The ferry hummed rhythmically over the swells, and as I gazed out at the undulating sea, with small ripples superimposed on the rolling hills of water, my thoughts naturally turned to binary stellar corpses, decaying orbits, and the invisible tapestry in which we live. As one’s mind often does . . .
In 1916 Albert Einstein published his general theory of relativity. In it, he revealed our universe to be an interwoven fabric of matter, space, and time. It took less than a year for him to further calculate that when matter moves, the rest of the fabric—space and time—ripples in response. Those resulting ripples are known as “gravitational waves,” and like any wave, they transfer energy from one place to another. Rolling waves near Rottnest can signal the energy dumped by a storm system near Africa, just as a buzzing sound lets you know a fly is frantically beating its wings nearby.
Einstein himself had little optimism that any consequence of gravitational radiation would ever be observable. Indeed, he occasionally doubted that such a thing even existed, going so far as to author an unpublished paper entitled “Do Gravitational Waves Exist?” At that time, two decades after he first formalized his general theory of relativity, he had become convinced that the answer was no, and he said as much. Unsurprisingly, attempting to describe how the imperceptible fabric of spacetime is affected by accelerating masses requires novel mathematical tools whose results are frequently tough to interpret physically. His mathematics were correct. His interpretation, however, needed some help.
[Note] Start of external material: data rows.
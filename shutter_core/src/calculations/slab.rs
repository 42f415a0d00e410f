//! # Slab Shuttering
//!
//! Horizontal formwork for floor and roof slabs. On top of the shared
//! families a slab gets steel shuttering sheets as a wood alternative,
//! 4" nails for fixing boards to the joists, and binding wire.

use crate::errors::CalcResult;
use crate::materials::{MaterialItem, MaterialKind};
use crate::units::{multiply, round_up};

use super::rules::{CategoryContext, CategoryRules, CoreDescriptions, CoreQuantities};

/// Coverage of one 4' × 8' steel sheet (sq ft)
pub const STEEL_SHEET_AREA_SQFT: f64 = 32.0;

/// 4" nails per wood board
pub const NAILS_PER_BOARD: u64 = 8;

/// Binding wire per sq ft of slab (kg)
pub const BINDING_WIRE_KG_PER_SQFT: f64 = 0.05;

/// Slab calculator hooks
#[derive(Debug, Clone, Copy, Default)]
pub struct SlabRules;

impl CategoryRules for SlabRules {
    fn descriptions(&self) -> CoreDescriptions {
        CoreDescriptions {
            wood_boards: "Standard shuttering boards for slab surface",
            props: "Steel props for slab support (8' standard)",
            beams: "Support beams under wood boards",
            bamboo: "Secondary support and bracing",
        }
    }

    fn trailing_items(&self, ctx: &CategoryContext<'_>, core: &CoreQuantities) -> CalcResult<Vec<MaterialItem>> {
        let area = ctx.area_sqft;
        Ok(vec![
            MaterialKind::SteelSheets.item(
                round_up(area / STEEL_SHEET_AREA_SQFT)?,
                "Alternative to wood for smooth finish",
            ),
            MaterialKind::Nails4In.item(
                multiply(core.wood_boards, NAILS_PER_BOARD)?,
                "For securing boards to beams",
            ),
            MaterialKind::BindingWire.item(
                round_up(area * BINDING_WIRE_KG_PER_SQFT)?,
                "For tying and securing",
            ),
        ])
    }
}

#[cfg(test)]
mod tests {
    use super::*;
    use crate::calculations::rules::estimate;
    use crate::calculations::Category;
    use crate::settings::EstimatorSettings;

    fn quantities(area_sqft: f64) -> Vec<(String, u64)> {
        let settings = EstimatorSettings::default();
        let ctx = CategoryContext::new(Category::Slab, area_sqft, &settings);
        estimate(&SlabRules, &ctx)
            .unwrap()
            .materials
            .into_iter()
            .map(|m| (m.name, m.quantity))
            .collect()
    }

    #[test]
    fn test_slab_materials_for_500_sqft() {
        let items = quantities(500.0);
        let expected = [
            ("Wood Boards (2.5\" × 8')", 195),
            ("Adjustable Props", 40),
            ("Steel Beams / Joists", 75),
            ("Bamboo Poles", 60),
            ("Steel Shuttering Sheets (4' × 8')", 16),
            ("Nails (4\")", 1560),
            ("Binding Wire", 25),
        ];
        assert_eq!(items.len(), expected.len());
        for ((name, qty), (exp_name, exp_qty)) in items.iter().zip(expected) {
            assert_eq!(name, exp_name);
            assert_eq!(*qty, exp_qty, "quantity for {}", name);
        }
    }

    #[test]
    fn test_binding_wire_unit() {
        let settings = EstimatorSettings::default();
        let ctx = CategoryContext::new(Category::Slab, 500.0, &settings);
        let result = estimate(&SlabRules, &ctx).unwrap();
        let wire = result.materials.last().unwrap();
        assert_eq!(wire.unit, "kg");
        assert!(result.remarks.is_empty());
    }

    #[test]
    fn test_tiny_slab_rounds_everything_up() {
        for (name, qty) in quantities(0.25) {
            assert!(qty >= 1, "{} should be at least one unit", name);
        }
    }
}
//! The cooperative send pipeline.
//!
//! One pipeline instance lives inside each I/O actor. `drive` drains the
//! shared queue head-first until it runs dry, a retry delay is requested, or
//! a fatal error demands a close. The actor re-enters `drive` on every wake
//! (new entries) and when an armed backoff expires, so sends never fan out to
//! other tasks and never starve the actor's receive loop.
//!
//! Error policy per entry (see the crate error taxonomy):
//!
//! - `ENOBUFS`: bounded retry. More than [`NO_BUFFER_SPACE_STALL_LIMIT`]
//!   attempts with zero progress, or more than
//!   [`NO_BUFFER_SPACE_TOTAL_LIMIT`] attempts overall, drops the entry with
//!   `error_occurred`. Either way the next attempt waits
//!   [`NO_BUFFER_SPACE_RETRY_DELAY`].
//! - `EMSGSIZE`: drop the entry, keep the connection.
//! - Anything else, or a send exceeding [`SEND_DEADLINE`]: keep the entry,
//!   close the connection.

use std::path::Path;

use tokio::net::UnixDatagram;
use tokio::sync::mpsc;
use tokio::time::Instant;
use tracing::{debug, warn};

use super::{
    IoEvent, NO_BUFFER_SPACE_RETRY_DELAY, NO_BUFFER_SPACE_STALL_LIMIT,
    NO_BUFFER_SPACE_TOTAL_LIMIT, SEND_DEADLINE,
};
use crate::dispatcher::Dispatcher;
use crate::entry::{SendEntry, SendQueue};
use crate::error::{classify_send_error, Error, SendErrorClass};

/// Outcome of one `drive` cycle.
#[derive(Debug, Clone, Copy, PartialEq, Eq)]
pub(crate) enum SendCycleStatus {
    /// Queue drained; wait for the next wake.
    Idle,
    /// Backpressure: resume the queue at the given instant.
    Backoff(Instant),
    /// Connection-fatal error; the actor must close. The failing entry was
    /// returned to the queue head.
    Fatal,
}

pub(crate) struct SendPipeline {
    queue: SendQueue,
    dispatcher: Dispatcher,
    events: mpsc::UnboundedSender<IoEvent>,
}

impl SendPipeline {
    pub fn new(
        queue: SendQueue,
        dispatcher: Dispatcher,
        events: mpsc::UnboundedSender<IoEvent>,
    ) -> Self {
        Self {
            queue,
            dispatcher,
            events,
        }
    }

    /// Runs send attempts against the queue head until it is empty, a delay
    /// is requested, or the connection must close.
    pub async fn drive(&mut self, socket: &UnixDatagram) -> SendCycleStatus {
        loop {
            let Some(mut entry) = self.queue.pop_front() else {
                return SendCycleStatus::Idle;
            };

            let destination = entry.destination().map(Path::to_path_buf);
            let remaining = entry.remaining().to_vec();
            let attempt = tokio::time::timeout(SEND_DEADLINE, async {
                match &destination {
                    Some(path) => socket.send_to(&remaining, path).await,
                    None => socket.send(&remaining).await,
                }
            })
            .await;

            match attempt {
                Err(_elapsed) => {
                    warn!(deadline = ?SEND_DEADLINE, "send watchdog expired");
                    self.queue.push_front(entry);
                    self.report(Error::SendDeadlineExceeded(SEND_DEADLINE));
                    return SendCycleStatus::Fatal;
                }
                Ok(Ok(bytes)) => {
                    entry.add_bytes_transferred(bytes);
                    if entry.transfer_complete() {
                        self.complete(entry);
                    } else {
                        self.queue.push_front(entry);
                    }
                }
                Ok(Err(err)) => match classify_send_error(&err) {
                    SendErrorClass::NoBufferSpace => {
                        let count = entry.record_no_buffer_space();
                        let stalled = entry.bytes_transferred() == 0;
                        if count > NO_BUFFER_SPACE_STALL_LIMIT
                            && (stalled || count > NO_BUFFER_SPACE_TOTAL_LIMIT)
                        {
                            debug!(count, stalled, "dropping entry after ENOBUFS budget");
                            self.report(Error::NoBufferSpace);
                            entry.mark_dropped();
                            self.complete(entry);
                        } else {
                            self.queue.push_front(entry);
                        }
                        return SendCycleStatus::Backoff(
                            Instant::now() + NO_BUFFER_SPACE_RETRY_DELAY,
                        );
                    }
                    SendErrorClass::MessageSize => {
                        debug!(len = entry.rest_bytes(), "datagram too large, dropping entry");
                        self.report(Error::MessageTooLong);
                        entry.mark_dropped();
                        self.complete(entry);
                    }
                    SendErrorClass::Fatal => {
                        debug!(error = %err, "fatal send error");
                        self.queue.push_front(entry);
                        self.report(Error::Io(err));
                        return SendCycleStatus::Fatal;
                    }
                },
            }
        }
    }

    /// Finishes an entry: its completion callback runs on the dispatcher, in
    /// enqueue order with every other callback.
    fn complete(&self, mut entry: SendEntry) {
        if let Some(processed) = entry.take_processed() {
            self.dispatcher.enqueue(processed);
        }
    }

    fn report(&self, error: Error) {
        let _ = self.events.send(IoEvent::Error(error));
    }
}

#[cfg(test)]
mod tests {
    use std::sync::atomic::{AtomicUsize, Ordering};
    use std::sync::Arc;
    use std::time::Duration;

    use tempfile::tempdir;

    use super::*;
    use crate::entry::SendKind;

    fn pipeline_for(queue: SendQueue) -> (SendPipeline, mpsc::UnboundedReceiver<IoEvent>) {
        let (tx, rx) = mpsc::unbounded_channel();
        (SendPipeline::new(queue, Dispatcher::new(), tx), rx)
    }

    /// A connected socket pair backed by real filesystem endpoints.
    fn socket_pair(dir: &std::path::Path) -> (UnixDatagram, std::os::unix::net::UnixDatagram) {
        let path = dir.join("sink.sock");
        let receiver = std::os::unix::net::UnixDatagram::bind(&path).expect("bind");
        let sender = std::os::unix::net::UnixDatagram::unbound().expect("socket");
        sender.connect(&path).expect("connect");
        sender.set_nonblocking(true).expect("nonblocking");
        (UnixDatagram::from_std(sender).expect("tokio socket"), receiver)
    }

    #[tokio::test]
    async fn drains_queue_and_runs_processed_in_order() {
        let dir = tempdir().expect("tempdir");
        let (socket, receiver) = socket_pair(dir.path());

        let queue = SendQueue::new();
        let order = Arc::new(std::sync::Mutex::new(Vec::new()));
        for i in 0..3u8 {
            let order = Arc::clone(&order);
            queue.push_back(
                SendEntry::new(SendKind::UserData, &[i]).with_processed(move || {
                    order.lock().unwrap().push(i);
                }),
            );
        }

        let (mut pipeline, _events) = pipeline_for(queue.clone());
        assert_eq!(pipeline.drive(&socket).await, SendCycleStatus::Idle);
        assert!(queue.is_empty());

        let mut buf = [0u8; 16];
        for i in 0..3u8 {
            let n = receiver.recv(&mut buf).expect("datagram");
            assert_eq!(&buf[..n], &[SendKind::UserData.tag(), i]);
        }

        tokio::time::sleep(Duration::from_millis(50)).await;
        assert_eq!(*order.lock().unwrap(), vec![0, 1, 2]);
    }

    #[tokio::test]
    async fn fatal_send_error_keeps_the_entry_and_reports() {
        let dir = tempdir().expect("tempdir");
        let (socket, receiver) = socket_pair(dir.path());
        // Receiver gone: the next send gets a connection error.
        drop(receiver);
        let _ = std::fs::remove_file(dir.path().join("sink.sock"));

        let queue = SendQueue::new();
        let processed = Arc::new(AtomicUsize::new(0));
        let processed_in = Arc::clone(&processed);
        queue.push_back(
            SendEntry::new(SendKind::UserData, &[7]).with_processed(move || {
                processed_in.fetch_add(1, Ordering::SeqCst);
            }),
        );

        let (mut pipeline, mut events) = pipeline_for(queue.clone());
        assert_eq!(pipeline.drive(&socket).await, SendCycleStatus::Fatal);

        // Entry survives for the next connection.
        assert_eq!(queue.len(), 1);
        tokio::time::sleep(Duration::from_millis(30)).await;
        assert_eq!(processed.load(Ordering::SeqCst), 0);

        match events.try_recv().expect("error event") {
            IoEvent::Error(Error::Io(_)) => {}
            other => panic!("unexpected event: {other:?}"),
        }
    }

    #[tokio::test]
    async fn idle_on_empty_queue() {
        let dir = tempdir().expect("tempdir");
        let (socket, _receiver) = socket_pair(dir.path());
        let (mut pipeline, _events) = pipeline_for(SendQueue::new());
        assert_eq!(pipeline.drive(&socket).await, SendCycleStatus::Idle);
    }
}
Once it was largely accepted that, yes, gravitational waves do exist, the question remained whether they—or anything resulting from them—could ever be measured. Gravitational radiation, unlike electromagnetic radiation, has no choice but to be subtle. Light waves arise from the interplay between electricity and magnetism, forces that are 100 trillion trillion trillion times stronger than gravity, making them much easier to observe. Those waves bounce around the universe, potentially agitating any charged particles they encounter, including in our retinas, in radio telescopes, or in orbiting X-ray observatories. As it turns out, charged particles, like two young siblings, really enjoy bothering each other, even from incredible distances.
But conversations between masses are much more subdued, their voices carrying as fast and as far as light waves, but at a much, much, much lower volume. This “volume” is not a literal loudness. These are not sound waves. Instead, interacting masses create minute compressions and elongations in the tapestry fibers, a tapestry that is stubbornly resistant to carrying any messages the masses want to send.
In this picture, spacetime is a thing. A substance. And it can be manipulated like one. Every substance is theoretically compressible, assuming you can apply enough pressure. Steel, for instance, is about 20 times harder to compress than wood, which is about 100 times harder to compress than rubber. The strongest, least compressible material humans have ever created is something called carbyne, which puts up an enormous fight to keep its dimensions. This substance is about 18 times more resistant to compression and elongation than steel, a figure that seems impressive until you consider spacetime.
We live on a planet that seems to glide effortlessly through something that is about 10,000,000,000,000,000,000 (1019) times stiffer than carbyne. All the analogies in the world cannot begin to convey the intransigence of the cosmic scaffolding. It requires the most monumental pressure to deform spacetime, but this deformation has one very obvious consequence in our lives: gravity.
It was the well-understood behavior of masses subject to gravity that allowed Einstein in 1915 to formulate the equations that encompassed the properties of spacetime. For those who don’t speak mathematics, Charles Misner, Kip Thorne, and John Wheeler neatly summarized the situation in their 1973 book, Gravitation: “Matter tells space-time how to curve; space-time tells matter how to move.”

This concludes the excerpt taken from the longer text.